//! Clean entities produced by cleansing.
//!
//! Each clean entity is addressable by a business key that is unique within
//! its table. Optional fields are `None` when the source value was blank or
//! could not be repaired; coded attributes use the enumerations in
//! [`crate::codes`] instead.

use chrono::NaiveDate;
use serde::{Deserialize, Serialize};

use crate::codes::{Gender, MaritalStatus, ProductLine};

/// Customer from the primary system, keyed by `customer_id`.
#[derive(Debug, Clone, PartialEq, Eq, PartialOrd, Ord, Serialize, Deserialize)]
pub struct Customer {
    pub customer_id: i64,
    /// Cross-system alignment key (e.g. `AW00011000`).
    pub customer_number: Option<String>,
    pub first_name: Option<String>,
    pub last_name: Option<String>,
    pub marital_status: MaritalStatus,
    pub gender: Gender,
    pub create_date: Option<NaiveDate>,
}

/// Currently-active product version, keyed by `product_number`.
#[derive(Debug, Clone, PartialEq, Serialize, Deserialize)]
pub struct Product {
    pub product_number: String,
    pub product_id: Option<i64>,
    /// Category reference derived from the encoded product key.
    pub category_id: String,
    pub name: Option<String>,
    pub cost: f64,
    pub line: ProductLine,
    pub start_date: Option<NaiveDate>,
}

/// Business key of a sale line: one product within one order.
#[derive(Debug, Clone, PartialEq, Eq, PartialOrd, Ord, Hash, Serialize, Deserialize)]
pub struct SaleKey {
    pub order_number: String,
    pub product_number: String,
}

/// Repairs applied to a sale during cleansing.
#[derive(Debug, Clone, Copy, Default, PartialEq, Eq, Serialize, Deserialize)]
pub struct SaleFlags {
    /// An order/ship/due ordering violation nulled at least one date.
    pub date_repaired: bool,
    /// The stored amount was replaced by `quantity * price`.
    pub amount_recomputed: bool,
    /// Price was derived from amount and quantity.
    pub price_derived: bool,
    /// Price could not be resolved (e.g. zero quantity).
    pub price_unresolved: bool,
}

impl SaleFlags {
    pub fn any(&self) -> bool {
        self.date_repaired || self.amount_recomputed || self.price_derived || self.price_unresolved
    }
}

#[derive(Debug, Clone, PartialEq, Serialize, Deserialize)]
pub struct Sale {
    pub key: SaleKey,
    /// Referenced customer; `None` when the source id was blank or invalid.
    pub customer_id: Option<i64>,
    pub order_date: Option<NaiveDate>,
    pub ship_date: Option<NaiveDate>,
    pub due_date: Option<NaiveDate>,
    pub quantity: Option<i64>,
    pub price: Option<f64>,
    pub amount: Option<f64>,
    pub flags: SaleFlags,
}

/// Demographics from the supplementary system, keyed by aligned customer number.
#[derive(Debug, Clone, PartialEq, Eq, PartialOrd, Ord, Serialize, Deserialize)]
pub struct ErpCustomer {
    pub customer_number: String,
    pub birth_date: Option<NaiveDate>,
    pub gender: Gender,
}

/// Customer location, keyed by aligned customer number.
#[derive(Debug, Clone, PartialEq, Eq, PartialOrd, Ord, Serialize, Deserialize)]
pub struct ErpLocation {
    pub customer_number: String,
    /// Canonical country name, or the literal `n/a`.
    pub country: String,
}

/// Product category lookup, keyed by category id.
#[derive(Debug, Clone, PartialEq, Eq, PartialOrd, Ord, Serialize, Deserialize)]
pub struct ErpCategory {
    pub id: String,
    pub category: Option<String>,
    pub subcategory: Option<String>,
    pub maintenance: Option<String>,
}

/// Sentinel written for a missing country.
pub const COUNTRY_NOT_AVAILABLE: &str = "n/a";
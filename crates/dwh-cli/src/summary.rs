//! Run summary tables.

use comfy_table::modifiers::{UTF8_ROUND_CORNERS, UTF8_SOLID_INNER_BORDERS};
use comfy_table::presets::{UTF8_FULL, UTF8_FULL_CONDENSED};
use comfy_table::{Attribute, Cell, CellAlignment, Color, ContentArrangement, Table};

use crate::types::PipelineResult;

pub fn print_summary(result: &PipelineResult) {
    match &result.output_dir {
        Some(dir) => println!("Output: {}", dir.display()),
        None => println!("Output: (dry run, nothing written)"),
    }
    println!("Fingerprint: {}", result.fingerprint);
    println!("{}", entity_table(result));
    println!("{}", star_table(result));
}

/// Per-entity load and cleanse counts, with a total row.
pub fn entity_table(result: &PipelineResult) -> Table {
    let mut table = Table::new();
    table.set_header(vec![
        header_cell("Entity"),
        header_cell("Staged"),
        header_cell("Clean"),
        header_cell("Duplicates"),
        header_cell("Historical"),
        header_cell("Repaired"),
        header_cell("Rejected"),
    ]);
    apply_summary_table_style(&mut table);
    for index in 1..=6 {
        align_column(&mut table, index, CellAlignment::Right);
    }

    let mut staged = 0usize;
    let mut clean = 0usize;
    let mut rejected = 0usize;
    for summary in &result.entities {
        staged += summary.staged;
        clean += summary.clean;
        rejected += summary.rejected;
        table.add_row(vec![
            Cell::new(summary.entity.as_str())
                .fg(Color::Blue)
                .add_attribute(Attribute::Bold),
            Cell::new(summary.staged),
            Cell::new(summary.clean),
            count_cell(summary.duplicates_dropped, Color::Yellow),
            count_cell(summary.historical_dropped, Color::Yellow),
            count_cell(summary.repaired, Color::Yellow),
            count_cell(summary.rejected, Color::Red),
        ]);
    }
    table.add_row(vec![
        Cell::new("TOTAL")
            .fg(Color::Cyan)
            .add_attribute(Attribute::Bold),
        Cell::new(staged).add_attribute(Attribute::Bold),
        Cell::new(clean).add_attribute(Attribute::Bold),
        dim_cell("-"),
        dim_cell("-"),
        dim_cell("-"),
        count_cell(rejected, Color::Red).add_attribute(Attribute::Bold),
    ]);
    table
}

/// Published table sizes and orphaned sale lines.
pub fn star_table(result: &PipelineResult) -> Table {
    let mut table = Table::new();
    table.set_header(vec![header_cell("Table"), header_cell("Rows")]);
    apply_table_style(&mut table);
    align_column(&mut table, 1, CellAlignment::Right);
    let counts = result.row_counts;
    table.add_row(vec![Cell::new("dim_customers"), Cell::new(counts.customers)]);
    table.add_row(vec![Cell::new("dim_products"), Cell::new(counts.products)]);
    table.add_row(vec![Cell::new("fact_sales"), Cell::new(counts.sales)]);
    table.add_row(vec![
        dim_cell("orphaned sale lines"),
        count_cell(result.orphan_count, Color::Yellow),
    ]);
    table
}

pub fn apply_table_style(table: &mut Table) {
    table
        .load_preset(UTF8_FULL_CONDENSED)
        .apply_modifier(UTF8_ROUND_CORNERS)
        .set_content_arrangement(ContentArrangement::Dynamic)
        .set_width(120);
}

fn apply_summary_table_style(table: &mut Table) {
    table
        .load_preset(UTF8_FULL)
        .apply_modifier(UTF8_ROUND_CORNERS)
        .apply_modifier(UTF8_SOLID_INNER_BORDERS)
        .set_content_arrangement(ContentArrangement::Dynamic)
        .set_width(120);
}

fn align_column(table: &mut Table, index: usize, alignment: CellAlignment) {
    if let Some(column) = table.column_mut(index) {
        column.set_cell_alignment(alignment);
    }
}

fn count_cell(count: usize, color: Color) -> Cell {
    if count > 0 {
        Cell::new(count).fg(color).add_attribute(Attribute::Bold)
    } else {
        dim_cell(count)
    }
}

fn header_cell(label: &str) -> Cell {
    Cell::new(label)
        .fg(Color::Cyan)
        .add_attribute(Attribute::Bold)
}

fn dim_cell<T: ToString>(value: T) -> Cell {
    Cell::new(value).fg(Color::DarkGrey)
}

**EXERCISE REQUIREMENTS:**
Each line above that carries the string "could" has to be returned.

**EXPECTED ANSWER:**
//! could not be repaired; coded attributes use the enumerations in
    /// Price could not be resolved (e.g. zero quantity).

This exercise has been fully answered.